Sunday, March 13, 2011

PR: Wash City Paper editor on return of comics


Washington City Paper brings back Comics
For Immediate Release
Contact: Jandos Rothstein


With its March 11 issue, Washington City Paper debuts a comics page, once again making funnies a significant part of the paper’s editorial mix.

The new line up will include two long-time contributors to City Paper, Derf and Shawn Belschwender with The City and Clowntime respectively and two strips new to City Paper readers: Up All Night by Michael Kupperman and Wondermark by David Malki.

“We’re thrilled to have comics back,” says creative director Jandos Rothstein “I know a lot of our readers missed them—and we did too, especially Ad Director David Walker who really rallied for the page when we were planning our redesign. It felt especially good to get Derf’s The City back in the paper—it ran for nearly 20 years before the cuts, and we’d used Derf as an illustrator—it really felt like his work was part of who we were visually and editorially.”

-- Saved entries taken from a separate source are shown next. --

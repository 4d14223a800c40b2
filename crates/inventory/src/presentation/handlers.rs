//! HTTP Handlers
//!
//! The lifecycle handlers are generic over the entity kind: the same
//! seven functions serve all six entities, parameterized by the
//! descriptor. Create and update need typed bodies and therefore get one
//! handler per entity. Every handler checks the descriptor's allow-list
//! before doing anything else.

use axum::Json;
use axum::extract::{Extension, Path, State};

use crate::application::{RegisterUserUseCase, RegisterUserInput};
use crate::domain::archive::{ArchiveEntity, Archived};
use crate::domain::entity::{Item, ItemGroup, ItemType, Loan, Request, User};
use crate::domain::repository::{ArchiveStore, InventoryRepository};
use crate::presentation::dto::{
    ArchiveRequest, CreateUserPayload, ItemGroupPayload, ItemPayload, ItemTypePayload, LoanPayload,
    RequestPayload, UpdateUserPayload,
};
use crate::presentation::router::InventoryAppState;
use kernel::error::app_error::{AppError, AppResult};
use kernel::principal::CurrentUser;

// ============================================================================
// Generic lifecycle handlers
// ============================================================================

pub async fn list_live<E, S>(
    State(state): State<InventoryAppState<S>>,
    Extension(user): Extension<CurrentUser>,
) -> AppResult<Json<Vec<E>>>
where
    E: ArchiveEntity,
    S: ArchiveStore + Send + Sync + 'static,
{
    user.require(E::READ_ROLES)?;
    let rows = state.lifecycle().list::<E>().await?;
    Ok(Json(rows))
}

pub async fn get_live<E, S>(
    State(state): State<InventoryAppState<S>>,
    Extension(user): Extension<CurrentUser>,
    Path(id): Path<i32>,
) -> AppResult<Json<E>>
where
    E: ArchiveEntity,
    S: ArchiveStore + Send + Sync + 'static,
{
    user.require(E::READ_ROLES)?;
    let row = state.lifecycle().get::<E>(id).await?;
    Ok(Json(row))
}

/// DELETE on a live row archives it; the body carries the mandatory note
pub async fn archive_entity<E, S>(
    State(state): State<InventoryAppState<S>>,
    Extension(user): Extension<CurrentUser>,
    Path(id): Path<i32>,
    Json(body): Json<ArchiveRequest>,
) -> AppResult<Json<Archived<E>>>
where
    E: ArchiveEntity,
    S: ArchiveStore + Send + Sync + 'static,
{
    user.require(E::MUTATE_ROLES)?;
    let archived = state.lifecycle().archive::<E>(id, body.note).await?;
    Ok(Json(archived))
}

pub async fn restore_entity<E, S>(
    State(state): State<InventoryAppState<S>>,
    Extension(user): Extension<CurrentUser>,
    Path(id): Path<i32>,
) -> AppResult<Json<E>>
where
    E: ArchiveEntity,
    S: ArchiveStore + Send + Sync + 'static,
{
    user.require(E::MUTATE_ROLES)?;
    let restored = state.lifecycle().restore::<E>(id).await?;
    Ok(Json(restored))
}

pub async fn list_archived<E, S>(
    State(state): State<InventoryAppState<S>>,
    Extension(user): Extension<CurrentUser>,
) -> AppResult<Json<Vec<Archived<E>>>>
where
    E: ArchiveEntity,
    S: ArchiveStore + Send + Sync + 'static,
{
    user.require(E::READ_ROLES)?;
    let rows = state.lifecycle().list_archived::<E>().await?;
    Ok(Json(rows))
}

pub async fn get_archived<E, S>(
    State(state): State<InventoryAppState<S>>,
    Extension(user): Extension<CurrentUser>,
    Path(id): Path<i32>,
) -> AppResult<Json<Archived<E>>>
where
    E: ArchiveEntity,
    S: ArchiveStore + Send + Sync + 'static,
{
    user.require(E::READ_ROLES)?;
    let row = state.lifecycle().get_archived::<E>(id).await?;
    Ok(Json(row))
}

/// DELETE on an archived row destroys it permanently
pub async fn purge_entity<E, S>(
    State(state): State<InventoryAppState<S>>,
    Extension(user): Extension<CurrentUser>,
    Path(id): Path<i32>,
) -> AppResult<()>
where
    E: ArchiveEntity,
    S: ArchiveStore + Send + Sync + 'static,
{
    user.require(E::MUTATE_ROLES)?;
    state.lifecycle().purge::<E>(id).await?;
    Ok(())
}

// ============================================================================
// Typed create/update handlers
// ============================================================================

macro_rules! impl_create_update {
    ($create:ident, $update:ident, $entity:ty, $payload:ty, $create_fn:ident, $update_fn:ident) => {
        pub async fn $create<S>(
            State(state): State<InventoryAppState<S>>,
            Extension(user): Extension<CurrentUser>,
            Json(body): Json<$payload>,
        ) -> AppResult<Json<$entity>>
        where
            S: InventoryRepository + ArchiveStore + Send + Sync + 'static,
        {
            user.require(<$entity>::MUTATE_ROLES)?;
            let created = state.repo().$create_fn(body.into()).await?;
            Ok(Json(created))
        }

        pub async fn $update<S>(
            State(state): State<InventoryAppState<S>>,
            Extension(user): Extension<CurrentUser>,
            Path(id): Path<i32>,
            Json(body): Json<$payload>,
        ) -> AppResult<Json<$entity>>
        where
            S: InventoryRepository + ArchiveStore + Send + Sync + 'static,
        {
            user.require(<$entity>::MUTATE_ROLES)?;
            let updated = state.repo().$update_fn(id, body.into()).await?;
            Ok(Json(updated))
        }
    };
}

impl_create_update!(
    create_item_type,
    update_item_type,
    ItemType,
    ItemTypePayload,
    create_item_type,
    update_item_type
);
impl_create_update!(
    create_item_group,
    update_item_group,
    ItemGroup,
    ItemGroupPayload,
    create_item_group,
    update_item_group
);
impl_create_update!(
    create_item,
    update_item,
    Item,
    ItemPayload,
    create_item,
    update_item
);
impl_create_update!(
    create_loan,
    update_loan,
    Loan,
    LoanPayload,
    create_loan,
    update_loan
);
impl_create_update!(
    create_request,
    update_request,
    Request,
    RequestPayload,
    create_request,
    update_request
);

/// POST /User goes through the register-user use case so the password is
/// policy-checked and hashed before it reaches the store
pub async fn create_user<S>(
    State(state): State<InventoryAppState<S>>,
    Extension(user): Extension<CurrentUser>,
    Json(body): Json<CreateUserPayload>,
) -> AppResult<Json<User>>
where
    S: InventoryRepository + ArchiveStore + Send + Sync + 'static,
{
    user.require(User::MUTATE_ROLES)?;
    let use_case = RegisterUserUseCase::new(state.store_arc());
    let created = use_case
        .execute(RegisterUserInput::from(body))
        .await
        .map_err(AppError::from)?;
    Ok(Json(created))
}

pub async fn update_user<S>(
    State(state): State<InventoryAppState<S>>,
    Extension(user): Extension<CurrentUser>,
    Path(id): Path<i32>,
    Json(body): Json<UpdateUserPayload>,
) -> AppResult<Json<User>>
where
    S: InventoryRepository + ArchiveStore + Send + Sync + 'static,
{
    user.require(User::MUTATE_ROLES)?;
    let updated = state.repo().update_user(id, body.into()).await?;
    Ok(Json(updated))
}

The paper had stopped running comics in 2008 as part of a cost cutting move. “When the paper was purchased by Creative Loafing, they were asking for cuts, and it was a visible thing we could do” says City Paper publisher Amy Austin “but they’re really not that expensive, and it’s a nice bonus for our readers.”

Editor Michael Schaffer adds, “we’ve spent a lot of time thinking about the various platforms we publish on. City Paper does so much vital stuff online, and we’re taking on more and more ambitious projects there, but part of the print redesign involves embracing those things where paper still offers a unique advantage--like with a beautifully designed narrative feature story, or with comics.”

“The comics page is really part of an overarching effort to meet the needs of different kinds of readers that is manifest across our just-launched redesign,” says Rothstein. “While we continue to provide the sort of long-form, serious journalism Washington City Paper is famous for, we are also serving grazers and commuters with shorter features, more graphics-dominated items, and what we’ve been calling ‘toppers,’ which are little news bites that appear above longer pieces. I don’t think anything we’ve done changes our fundamental relationship with our readers, but I think we have created a paper that serves those readers in new ways and in new places.”

It’s still early, but community reaction to the return of comics has been positive in the community, with a lot of positive comments about the new line up on the ComicsDC blog.